From the records below, print exactly the lines starting at the one containing "options.insert(Options::ENABLE_TASKLISTS);" and ending at the one containing "pub fn to_html(source: &str, mode: RenderMode)", ends included, and nothing else.

---+---

//! Core library for the Medium preview.
//!
//! Converts Markdown into the restricted HTML that Medium's paste sanitizer
//! accepts, alongside a styled rendering for on-screen preview.
//!
//! # Modules
//!
//! - [`preprocess`] - Source normalization before parsing
//! - [`render`] - Dual-mode rendering (preview and clipboard) with the rule tables
//! - [`clipboard`] - Rich-text clipboard injection with selection fallback
//! - [`sync`] - Preview panel synchronization with the host document
//! - [`document`] - Document source capability and Markdown detection
//! - [`config`] - Startup configuration

pub mod clipboard;
pub mod config;
pub mod document;
pub mod preprocess;
pub mod render;
pub mod sync;

// Re-export commonly used types at crate root
pub use clipboard::{
    ClipboardError, ClipboardInjector, ClipboardPayload, CopyOutcome, CopyPath, HtmlClipboard,
    Notifier, SelectionSurface,
};
pub use config::{load_config, PreviewConfig};
pub use document::{is_markdown_path, DocumentSource};
pub use render::{render_both, to_html, DualRender, RenderMode};
pub use sync::{PreviewController, PreviewPanel, PreviewView, SyncState, Trigger, TriggerBus};
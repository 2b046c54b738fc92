use medium_preview_core::clipboard::{ClipboardError, SelectionSurface};
use medium_preview_core::config::PanelConfig;
use medium_preview_core::{
    to_html, ClipboardInjector, ClipboardPayload, CopyOutcome, HtmlClipboard, Notifier,
    PreviewController, PreviewPanel, PreviewView, RenderMode, Trigger, TriggerBus,
};
use std::cell::RefCell;
use std::rc::Rc;

const SAMPLE: &str = r#"# Writing for Medium

Some **bold** and *italic* text with a [link](https://example.com).

> Quoted wisdom

### Steps

5. Open the editor
6. Paste

1. Again
2. From one

- bullet
- list

```rust
fn main() {
    let greeting = "<hello & 'bye'>";

    println!("{greeting}");
}
```

---

    indented code
"#;

const MODES: [RenderMode; 2] = [RenderMode::Preview, RenderMode::Clipboard];

fn strip_tags(html: &str) -> String {
    let mut text = String::new();
    let mut in_tag = false;
    for c in html.chars() {
        match c {
            '<' => in_tag = true,
            '>' if in_tag => in_tag = false,
            c if !in_tag => text.push(c),
            _ => {}
        }
    }
    text
}

fn unescape(html: &str) -> String {
    html.replace("&lt;", "<")
        .replace("&gt;", ">")
        .replace("&quot;", "\"")
        .replace("&#39;", "'")
        .replace("&amp;", "&")
}

fn pre_blocks(html: &str) -> Vec<&str> {
    html.split("<pre").skip(1).collect()
}

#[test]
fn rendering_is_deterministic() {
    for mode in MODES {
        assert_eq!(to_html(SAMPLE, mode), to_html(SAMPLE, mode));
    }
}

#[test]
fn modes_carry_the_same_text() {
    let preview = to_html(SAMPLE, RenderMode::Preview);
    let clipboard = to_html(SAMPLE, RenderMode::Clipboard);
    assert_ne!(preview, clipboard);
    assert_eq!(strip_tags(&preview), strip_tags(&clipboard));
}

#[test]
fn blank_code_line_stays_in_one_block() {
    let source = "```\nfirst\n\nsecond\n```\n";
    for mode in MODES {
        let html = to_html(source, mode);
        assert_eq!(pre_blocks(&html).len(), 1, "{html}");
        assert!(html.contains(">first\n&nbsp;\nsecond</pre>"), "{html}");
    }
}

#[test]
fn headings_are_bold_in_both_modes() {
    let source = "# One\n## Two\n### Three\n###### Six";
    for mode in MODES {
        let html = to_html(source, mode);
        assert_eq!(html.matches("<strong style=\"font-weight: bold;\">").count(), 4);
        assert_eq!(html.matches("<h3>").count(), 2);
        assert_eq!(html.matches("<h4>").count(), 2);
        assert!(!html.contains("<h1"));
    }
}

#[test]
fn blockquote_has_no_inner_paragraph() {
    for mode in MODES {
        assert_eq!(to_html("> hello", mode), "<blockquote>hello</blockquote>\n");
    }
}

#[test]
fn missing_language_falls_back() {
    let source = "```\nx\n```";
    assert!(to_html(source, RenderMode::Preview).contains("class=\"language-plaintext\""));
    assert!(to_html(source, RenderMode::Clipboard).contains("data-code-block-lang=\"plaintext\""));
}

#[test]
fn clipboard_code_block_has_no_styling() {
    let html = to_html("```js\nx\n```", RenderMode::Clipboard);
    assert_eq!(html, "<pre data-code-block-lang=\"js\">x</pre>\n");
    assert!(!html.contains("style="));
    assert!(!html.contains("class="));
}

#[test]
fn code_escaping_round_trips() {
    let code = "if a < b && c > \"d\" {\nlet s = 'e';\n}";
    let source = format!("```c\n{code}\n```\n");
    for mode in MODES {
        let html = to_html(&source, mode);
        let body = html
            .split_once("\">")
            .and_then(|(_, rest)| rest.split_once("</pre>"))
            .map(|(body, _)| body)
            .unwrap();
        assert!(body.contains("&lt;") && body.contains("&amp;&amp;"));
        assert!(body.contains("&gt;") && body.contains("&quot;d&quot;"));
        assert!(body.contains("&#39;e&#39;"));
        assert!(!body.contains('<') && !body.contains('"') && !body.contains('\''));
        assert_eq!(unescape(body).lines().collect::<Vec<_>>(), code.lines().collect::<Vec<_>>());
    }
}

#[test]
fn ordered_list_start_attribute() {
    for mode in MODES {
        let html = to_html("5. five\n6. six", mode);
        assert!(html.starts_with("<ol start=\"5\">"), "{html}");

        let html = to_html("1. one\n2. two", mode);
        assert!(html.starts_with("<ol>\n"), "{html}");
        assert!(!html.contains("start="));
    }
}

#[derive(Default)]
struct RecordingPanel {
    html: String,
}

impl PreviewPanel for RecordingPanel {
    fn set_inner_html(&mut self, html: &str) {
        self.html = html.to_string();
    }

    fn inner_html(&self) -> &str {
        &self.html
    }
}

#[derive(Default)]
struct Notices(RefCell<Vec<String>>);

impl Notifier for Notices {
    fn notify(&self, message: &str) {
        self.0.borrow_mut().push(message.to_string());
    }
}

struct OkClipboard;

#[async_trait::async_trait]
impl HtmlClipboard for OkClipboard {
    async fn write_html(&self, _payload: &ClipboardPayload) -> Result<(), ClipboardError> {
        Ok(())
    }
}

struct DeniedClipboard;

#[async_trait::async_trait]
impl HtmlClipboard for DeniedClipboard {
    async fn write_html(&self, _payload: &ClipboardPayload) -> Result<(), ClipboardError> {
        Err(ClipboardError::PermissionDenied("not allowed".into()))
    }
}

struct BrokenSurface;

impl SelectionSurface for BrokenSurface {
    fn mount(&mut self, _html: &str) -> Result<(), ClipboardError> {
        Ok(())
    }

    fn select_contents(&mut self) -> Result<(), ClipboardError> {
        Err(ClipboardError::Selection("no range".into()))
    }

    fn exec_copy(&mut self) -> Result<(), ClipboardError> {
        Ok(())
    }

    fn clear_selection(&mut self) {}

    fn unmount(&mut self) {}
}

type Doc = Rc<RefCell<Option<String>>>;

fn view_for(doc: &Doc) -> PreviewView<impl Fn() -> Option<String>, RecordingPanel> {
    let doc = doc.clone();
    let source = move || doc.borrow().clone();
    PreviewView::new(PreviewController::new(
        source,
        RecordingPanel::default(),
        PanelConfig::default(),
    ))
}

#[tokio::test]
async fn copy_leaves_panel_untouched() {
    let doc: Doc = Rc::new(RefCell::new(Some(SAMPLE.to_string())));
    let mut bus = TriggerBus::default();
    let mut view = view_for(&doc);
    view.open(&mut bus);
    let before = view.controller().panel().inner_html().to_string();

    let injectors = [
        ClipboardInjector::new(Some(Box::new(OkClipboard)), None),
        ClipboardInjector::new(Some(Box::new(DeniedClipboard)), None),
        ClipboardInjector::new(None, Some(Box::new(BrokenSurface))),
    ];

    for mut injector in injectors {
        let notices = Notices::default();
        let outcome = view.copy(&mut injector, &notices).await;
        assert!(outcome.is_some());
        assert_eq!(notices.0.borrow().len(), 1);
        assert_eq!(view.controller().panel().inner_html(), before);
    }
}

#[tokio::test]
async fn copy_without_any_render_notifies() {
    let doc: Doc = Rc::default();
    let view = view_for(&doc);
    let notices = Notices::default();
    let mut injector = ClipboardInjector::new(Some(Box::new(OkClipboard)), None);

    assert!(view.copy(&mut injector, &notices).await.is_none());
    assert_eq!(notices.0.borrow().as_slice(), &["No content to copy.".to_string()]);
}

#[tokio::test]
async fn copy_after_focus_loss_uses_last_snapshot() {
    let doc: Doc = Rc::new(RefCell::new(Some("**kept**".to_string())));
    let mut bus = TriggerBus::default();
    let mut view = view_for(&doc);
    view.open(&mut bus);

    *doc.borrow_mut() = None;
    bus.emit(Trigger::FocusChanged);

    let mut injector = ClipboardInjector::new(Some(Box::new(OkClipboard)), None);
    let outcome = view.copy(&mut injector, &Notices::default()).await;
    assert!(matches!(outcome, Some(CopyOutcome::Copied(_))));
    assert!(view.controller().panel().inner_html().contains("kept"));
}

#[test]
fn focus_loss_preserves_panel_and_placeholder_is_single() {
    let doc: Doc = Rc::default();
    let mut bus = TriggerBus::default();
    let mut view = view_for(&doc);

    view.open(&mut bus);
    bus.emit(Trigger::FocusChanged);
    bus.emit(Trigger::DocumentEdited);
    let placeholder = view.controller().panel().inner_html().to_string();
    assert_eq!(
        placeholder.matches("Open a Markdown file to see the Medium preview.").count(),
        1
    );

    *doc.borrow_mut() = Some("hello".into());
    bus.emit(Trigger::FocusChanged);
    let rendered = view.controller().panel().inner_html().to_string();
    assert!(rendered.contains("<p>hello</p>"));
    assert!(!rendered.contains("medium-preview-placeholder"));

    *doc.borrow_mut() = None;
    bus.emit(Trigger::FocusChanged);
    assert_eq!(view.controller().panel().inner_html(), rendered);

    view.close(&mut bus);
}
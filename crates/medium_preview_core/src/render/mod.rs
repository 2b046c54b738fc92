//! Markdown to Medium-flavoured HTML.
//!
//! The same source text renders in two [`RenderMode`]s:
//! - [`RenderMode::Preview`] for the on-screen panel (styled code blocks)
//! - [`RenderMode::Clipboard`] for pasting into Medium (sanitizer-safe markup)
//!
//! Both outputs come from their own pass over the source. The clipboard HTML
//! is never derived from the preview HTML.

pub mod rules;

use crate::preprocess::normalize_fences;
use pulldown_cmark::{html, CodeBlockKind, CowStr, Event, Options, Parser, Tag};
use serde::{Deserialize, Serialize};

pub use rules::{RuleSet, CLIPBOARD_RULES, DEFAULT_CODE_LANGUAGE, PREVIEW_RULES};

/// Which rule variant fires for headings, code blocks and strong emphasis.
#[derive(Debug, Clone, Copy, Default, PartialEq, Eq, Hash, Serialize, Deserialize)]
#[serde(rename_all = "lowercase")]
pub enum RenderMode {
    /// Visually faithful rendering for the preview panel.
    #[default]
    Preview,
    /// Markup accepted byte-for-byte by Medium's paste sanitizer.
    Clipboard,
}

impl RenderMode {
    /// The immutable rule table for this mode.
    pub fn rules(self) -> &'static RuleSet {
        match self {
            Self::Preview => &PREVIEW_RULES,
            Self::Clipboard => &CLIPBOARD_RULES,
        }
    }
}

/// Both renderings of one source snapshot.
#[derive(Debug, Clone, PartialEq, Eq, Serialize)]
pub struct DualRender {
    pub preview: String,
    pub clipboard: String,
}

fn parser_options() -> Options {
    let mut options = Options::empty();
    options.insert(Options::ENABLE_TABLES);
    options.insert(Options::ENABLE_STRIKETHROUGH);
    options.insert(Options::ENABLE_TASKLISTS);
    // Lets `{#id .class}` suffixes be parsed away instead of leaking into text.
    options.insert(Options::ENABLE_HEADING_ATTRIBUTES);
    options
}

/// Render markdown source to HTML for the given mode.
///
/// Deterministic: the output depends on nothing but `source` and `mode`.
///
/// # Example
///
/// ```
/// use medium_preview_core::render::{to_html, RenderMode};
///
/// let html = to_html("# Hello", RenderMode::Clipboard);
/// assert_eq!(html, "<h3><strong style=\"font-weight: bold;\">Hello</strong></h3>\n");
/// ```
pub fn to_html(source: &str, mode: RenderMode) -> String {
    let normalized = normalize_fences(source);
    let events: Vec<Event> = Parser::new_ext(&normalized, parser_options()).collect();

    let html = render_events(&events, mode.rules());

    tracing::debug!(
        ?mode,
        source_bytes = source.len(),
        html_bytes = html.len(),
        "Rendered markdown"
    );

    html
}

/// Render the preview and clipboard HTML in two independent passes.
pub fn render_both(source: &str) -> DualRender {
    DualRender {
        preview: to_html(source, RenderMode::Preview),
        clipboard: to_html(source, RenderMode::Clipboard),
    }
}

/// Index of the `End` event closing the `Start` at `start`.
fn matching_end(events: &[Event<'_>], start: usize) -> Option<usize> {
    let mut depth = 0usize;
    for (offset, event) in events[start..].iter().enumerate() {
        match event {
            Event::Start(_) => depth += 1,
            Event::End(_) => {
                depth -= 1;
                if depth == 0 {
                    return Some(start + offset);
                }
            }
            _ => {}
        }
    }
    None
}

/// Raw text of a code block, without any markup.
fn code_text(children: &[Event<'_>]) -> String {
    children
        .iter()
        .filter_map(|event| match event {
            Event::Text(text) => Some(text.as_ref()),
            _ => None,
        })
        .collect()
}

/// Apply the rule for `tag` if the rule set overrides it.
///
/// Returns `None` for constructs left to pulldown-cmark's own HTML writer.
fn apply_rule(rules: &RuleSet, tag: &Tag<'_>, children: &[Event<'_>]) -> Option<Event<'static>> {
    let block = |html: String| Some(Event::Html(CowStr::from(html)));
    let inline = |html: String| Some(Event::InlineHtml(CowStr::from(html)));

    match tag {
        Tag::Heading { level, .. } => {
            block((rules.heading)(*level, &render_events(children, rules)))
        }
        Tag::Paragraph => block((rules.paragraph)(&render_events(children, rules))),
        Tag::BlockQuote => block((rules.blockquote)(&render_events(children, rules))),
        Tag::List(start) => block((rules.list)(*start, &render_events(children, rules))),
        Tag::CodeBlock(kind) => {
            let lang = match kind {
                CodeBlockKind::Fenced(info) => Some(info.as_ref()),
                CodeBlockKind::Indented => None,
            };
            block((rules.code_block)(lang, &code_text(children)))
        }
        Tag::Emphasis => inline((rules.emphasis)(&render_events(children, rules))),
        Tag::Strong => inline((rules.strong)(&render_events(children, rules))),
        _ => None,
    }
}

/// Walk the event stream, replacing overridden constructs by their rendered
/// fragments, and let pulldown-cmark write everything else.
fn render_events(events: &[Event<'_>], rules: &RuleSet) -> String {
    let raw_html = |raw: &str| CowStr::from((rules.raw_html)(raw).into_owned());
    let mut processed = Vec::with_capacity(events.len());

    let mut i = 0;
    while i < events.len() {
        let event = &events[i];

        if let Event::Start(tag) = event {
            // Alt text is written as plain text, rule markup would end up escaped in it.
            if matches!(tag, Tag::Image { .. }) {
                let end = matching_end(events, i).unwrap_or(events.len() - 1);
                processed.extend(events[i..=end].iter().cloned());
                i = end + 1;
                continue;
            }

            let fragment = matching_end(events, i).and_then(|end| {
                apply_rule(rules, tag, &events[i + 1..end]).map(|fragment| (fragment, end))
            });
            if let Some((fragment, end)) = fragment {
                processed.push(fragment);
                i = end + 1;
                continue;
            }
        }

        match event {
            Event::Rule => processed.push(Event::Html(CowStr::from((rules.horizontal_rule)()))),
            Event::Html(raw) => processed.push(Event::Html(raw_html(raw))),
            Event::InlineHtml(raw) => processed.push(Event::InlineHtml(raw_html(raw))),
            event => processed.push(event.clone()),
        }
        i += 1;
    }

    let mut html_output = String::new();
    html::push_html(&mut html_output, processed.into_iter());
    html_output
}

---+---

_Response for this exercise_.
    options.insert(Options::ENABLE_TASKLISTS);
    // Lets `{#id .class}` suffixes be parsed away instead of leaking into text.
    options.insert(Options::ENABLE_HEADING_ATTRIBUTES);
    options
}

/// Render markdown source to HTML for the given mode.
///
/// Deterministic: the output depends on nothing but `source` and `mode`.
///
/// # Example
///
/// ```
/// use medium_preview_core::render::{to_html, RenderMode};
///
/// let html = to_html("# Hello", RenderMode::Clipboard);
/// assert_eq!(html, "<h3><strong style=\"font-weight: bold;\">Hello</strong></h3>\n");
/// ```
pub fn to_html(source: &str, mode: RenderMode) -> String {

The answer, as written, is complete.